- **What the task asks**
Every line that includes the word "clan" needs to be copied from the listing.

- **Information provided**
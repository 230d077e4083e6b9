//! Configuration for the noble society simulation.
//!
//! Maps directly to `nobles.toml`. Every field has a serde default, so a
//! partial file (or an empty one) yields the reference tuning.

use serde::{Deserialize, Serialize};

use crate::memory::MemoryTag;

/// Top-level configuration, loadable from TOML.
#[derive(Debug, Clone, Default, Serialize, Deserialize)]
pub struct SocietyConfig {
    /// General settings.
    #[serde(default)]
    pub general: GeneralConfig,
    /// Per-actor memory decay and retention.
    #[serde(default)]
    pub memory: MemoryConfig,
    /// Gossip diffusion and anti-drift limits.
    #[serde(default)]
    pub gossip: GossipConfig,
    /// Relation ripple propagation.
    #[serde(default)]
    pub ripple: RippleConfig,
    /// Persistence / save settings.
    #[serde(default)]
    pub persistence: PersistenceConfig,
}

impl SocietyConfig {
    /// Load configuration from a TOML string.
    ///
    /// # Errors
    /// Returns `SocietyError::Config` if the TOML is invalid.
    pub fn from_toml(toml_str: &str) -> crate::error::Result<Self> {
        toml::from_str(toml_str).map_err(|e| crate::SocietyError::Config(e.to_string()))
    }

    /// Load configuration from a TOML file.
    ///
    /// # Errors
    /// Returns an error if the file cannot be read or parsed.
    pub fn from_file(path: &std::path::Path) -> crate::error::Result<Self> {
        let content = std::fs::read_to_string(path)?;
        Self::from_toml(&content)
    }
}

// ---------------------------------------------------------------------------
// Sub-configs
// ---------------------------------------------------------------------------

/// General system settings.
#[derive(Debug, Clone, Serialize, Deserialize)]
pub struct GeneralConfig {
    /// Whether the simulation is enabled.
    #[serde(default = "default_true")]
    pub enabled: bool,
    /// Log level: trace, debug, info, warn, error.
    #[serde(default = "default_log_level")]
    pub log_level: String,
    /// Emit logs as JSON lines instead of human-readable text.
    #[serde(default)]
    pub json_logs: bool,
}

impl Default for GeneralConfig {
    fn default() -> Self {
        Self {
            enabled: true,
            log_level: "info".to_string(),
            json_logs: false,
        }
    }
}

/// Per-kind decay rates (weight lost per day at modifier 1.0).
#[derive(Debug, Clone, Copy, PartialEq, Serialize, Deserialize)]
pub struct DecayRates {
    /// Rate for ordinary memories.
    #[serde(default = "default_decay_rate")]
    pub default: f32,
    /// Rate for short-lived memories (minor favors, tournament losses).
    #[serde(default = "default_fast_decay")]
    pub fast: f32,
    /// Rate for slow-fading memories (trade deals, tournament wins).
    #[serde(default = "default_slow_decay")]
    pub slow: f32,
}

impl Default for DecayRates {
    fn default() -> Self {
        Self {
            default: 0.03,
            fast: 0.05,
            slow: 0.025,
        }
    }
}

/// A retention ceiling for records carrying one tag.
#[derive(Debug, Clone, Copy, PartialEq, Eq, Serialize, Deserialize)]
pub struct TagCap {
    /// The tag being capped.
    pub tag: MemoryTag,
    /// Maximum live records carrying the tag.
    pub cap: usize,
}

/// Per-actor memory decay and retention.
#[derive(Debug, Clone, Serialize, Deserialize)]
pub struct MemoryConfig {
    /// Decay rates assigned at construction by kind.
    #[serde(default)]
    pub decay_rates: DecayRates,
    /// Hard cap on records per actor (oldest-first FIFO eviction).
    #[serde(default = "default_250")]
    pub hard_cap: usize,
    /// Per-tag soft caps, applied in order.
    #[serde(default = "default_tag_caps")]
    pub tag_caps: Vec<TagCap>,
    /// Half-life (days) of the maintenance pass's exponential decay.
    /// `None` disables the exponential step.
    #[serde(default = "default_half_life")]
    pub half_life_days: Option<f64>,
    /// Maintenance pass culls decaying records with `|weight|` below this.
    #[serde(default = "default_cull_threshold")]
    pub cull_threshold: f32,
}

impl Default for MemoryConfig {
    fn default() -> Self {
        Self {
            decay_rates: DecayRates::default(),
            hard_cap: 250,
            tag_caps: default_tag_caps(),
            half_life_days: Some(27.0),
            cull_threshold: 0.20,
        }
    }
}

/// Gossip diffusion and relation anti-drift limits.
#[derive(Debug, Clone, Serialize, Deserialize)]
pub struct GossipConfig {
    /// How long gossip events stay in the observability log (days).
    #[serde(default = "default_20_f64")]
    pub log_lifespan_days: f64,
    /// Minimum days between two exchanges of the same pair (either direction).
    #[serde(default = "default_1_f64")]
    pub pair_cooldown_days: f64,
    /// Weight of a freshly heard rumour.
    #[serde(default = "default_0_1")]
    pub first_hearing_weight: f32,
    /// Weight added each time a rumour is heard again.
    #[serde(default = "default_0_05")]
    pub repeat_weight_bump: f32,
    /// Maximum repeat count recorded on a rumour.
    #[serde(default = "default_5")]
    pub max_repeat_count: u32,
    /// Max absolute relation change per listener→actor pair per 7 days.
    #[serde(default = "default_2")]
    pub weekly_pair_delta_cap: u32,
    /// Minimum days between applying the same reason to the same pair.
    #[serde(default = "default_5_f64")]
    pub same_reason_cooldown_days: f64,
    /// Only change relations when this hearing promoted a belief.
    #[serde(default)]
    pub require_belief_for_relation: bool,
    /// Fixed RNG seed for reproducible runs. `None` seeds from entropy.
    #[serde(default)]
    pub rng_seed: Option<u64>,
}

impl Default for GossipConfig {
    fn default() -> Self {
        Self {
            log_lifespan_days: 20.0,
            pair_cooldown_days: 1.0,
            first_hearing_weight: 0.1,
            repeat_weight_bump: 0.05,
            max_repeat_count: 5,
            weekly_pair_delta_cap: 2,
            same_reason_cooldown_days: 5.0,
            require_belief_for_relation: false,
            rng_seed: None,
        }
    }
}

/// Base weight of each observer ring.
#[derive(Debug, Clone, Copy, PartialEq, Serialize, Deserialize)]
pub struct RingWeights {
    /// Spouse, parents, children, siblings.
    #[serde(default = "default_0_60")]
    pub family: f32,
    /// Lords of the same clan.
    #[serde(default = "default_0_35")]
    pub clan: f32,
    /// Actors with relation at or above the friend threshold.
    #[serde(default = "default_0_30")]
    pub friends: f32,
    /// Kingdom leader and every lord of the same kingdom.
    #[serde(default = "default_0_25")]
    pub hierarchy: f32,
}

impl Default for RingWeights {
    fn default() -> Self {
        Self {
            family: 0.60,
            clan: 0.35,
            friends: 0.30,
            hierarchy: 0.25,
        }
    }
}

/// Relation ripple propagation.
#[derive(Debug, Clone, Serialize, Deserialize)]
pub struct RippleConfig {
    /// Ring base weights.
    #[serde(default)]
    pub rings: RingWeights,
    /// Max absolute ripple per observer.
    #[serde(default = "default_5_i32")]
    pub cap_per_observer: i32,
    /// Float magnitudes below this are discarded before rounding.
    #[serde(default = "default_0_5")]
    pub min_abs_threshold: f32,
    /// Max observers touched by one primary change.
    #[serde(default = "default_20_usize")]
    pub max_observers: usize,
    /// Relation at which another actor counts as a close friend.
    #[serde(default = "default_50")]
    pub friend_threshold: i32,
    /// Primary changes below this magnitude do not ripple.
    #[serde(default = "default_10")]
    pub materiality_threshold: i32,
}

impl Default for RippleConfig {
    fn default() -> Self {
        Self {
            rings: RingWeights::default(),
            cap_per_observer: 5,
            min_abs_threshold: 0.5,
            max_observers: 20,
            friend_threshold: 50,
            materiality_threshold: 10,
        }
    }
}

/// Persistence / save configuration.
#[derive(Debug, Clone, Serialize, Deserialize)]
pub struct PersistenceConfig {
    /// Use WAL mode for concurrent reads.
    #[serde(default = "default_true")]
    pub wal_mode: bool,
    /// Detect save corruption via checksums.
    #[serde(default = "default_true")]
    pub checksum_enabled: bool,
    /// Rotating backups kept next to the save file (0 disables).
    #[serde(default = "default_3_u32")]
    pub backup_count: u32,
}

impl Default for PersistenceConfig {
    fn default() -> Self {
        Self {
            wal_mode: true,
            checksum_enabled: true,
            backup_count: 3,
        }
    }
}

// ---------------------------------------------------------------------------
// Serde default helpers
// ---------------------------------------------------------------------------

fn default_tag_caps() -> Vec<TagCap> {
    vec![
        TagCap { tag: MemoryTag::BattleVictory, cap: 180 },
        TagCap { tag: MemoryTag::BattleDefeat, cap: 180 },
        TagCap { tag: MemoryTag::Belief, cap: 120 },
        TagCap { tag: MemoryTag::Betrayal, cap: 120 },
        TagCap { tag: MemoryTag::TradeAgreement, cap: 80 },
        TagCap { tag: MemoryTag::Gossip, cap: 60 },
    ]
}

fn default_true() -> bool { true }
fn default_log_level() -> String { "info".to_string() }
#[allow(clippy::unnecessary_wraps)]
fn default_half_life() -> Option<f64> { Some(27.0) }
fn default_decay_rate() -> f32 { 0.03 }
fn default_fast_decay() -> f32 { 0.05 }
fn default_slow_decay() -> f32 { 0.025 }
fn default_cull_threshold() -> f32 { 0.20 }
fn default_0_05() -> f32 { 0.05 }
fn default_0_1() -> f32 { 0.1 }
fn default_0_25() -> f32 { 0.25 }
fn default_0_30() -> f32 { 0.30 }
fn default_0_35() -> f32 { 0.35 }
fn default_0_5() -> f32 { 0.5 }
fn default_0_60() -> f32 { 0.60 }
fn default_1_f64() -> f64 { 1.0 }
fn default_5_f64() -> f64 { 5.0 }
fn default_20_f64() -> f64 { 20.0 }
fn default_2() -> u32 { 2 }
fn default_5() -> u32 { 5 }
fn default_3_u32() -> u32 { 3 }
fn default_5_i32() -> i32 { 5 }
fn default_10() -> i32 { 10 }
fn default_50() -> i32 { 50 }
fn default_20_usize() -> usize { 20 }
fn default_250() -> usize { 250 }

#[cfg(test)]
mod tests {
    use super::*;

    #[test]
    fn empty_toml_yields_reference_tuning() {
        let config = SocietyConfig::from_toml("").expect("empty config parses");
        assert_eq!(config.memory.hard_cap, 250);
        assert_eq!(config.memory.tag_caps.len(), 6);
        assert_eq!(config.gossip.weekly_pair_delta_cap, 2);
        assert_eq!(config.ripple.max_observers, 20);
        assert!((config.memory.decay_rates.default - 0.03).abs() < f32::EPSILON);
    }

    #[test]
    fn partial_toml_overrides_only_named_fields() {
        let config = SocietyConfig::from_toml(
            r#"
            [gossip]
            require_belief_for_relation = true
            rng_seed = 7

            [ripple]
            cap_per_observer = 3

            [[memory.tag_caps]]
            tag = "Gossip"
            cap = 10
            "#,
        )
        .expect("partial config parses");

        assert!(config.gossip.require_belief_for_relation);
        assert_eq!(config.gossip.rng_seed, Some(7));
        assert_eq!(config.gossip.pair_cooldown_days, 1.0);
        assert_eq!(config.ripple.cap_per_observer, 3);
        assert_eq!(config.ripple.friend_threshold, 50);
        assert_eq!(config.memory.tag_caps, vec![TagCap { tag: MemoryTag::Gossip, cap: 10 }]);
    }

    #[test]
    fn invalid_toml_is_a_config_error() {
        let err = SocietyConfig::from_toml("[memory\nhard_cap = ").unwrap_err();
        assert!(matches!(err, crate::SocietyError::Config(_)));
    }
}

- **Response to this task**
    /// Lords of the same clan.
    pub clan: f32,
            clan: 0.35,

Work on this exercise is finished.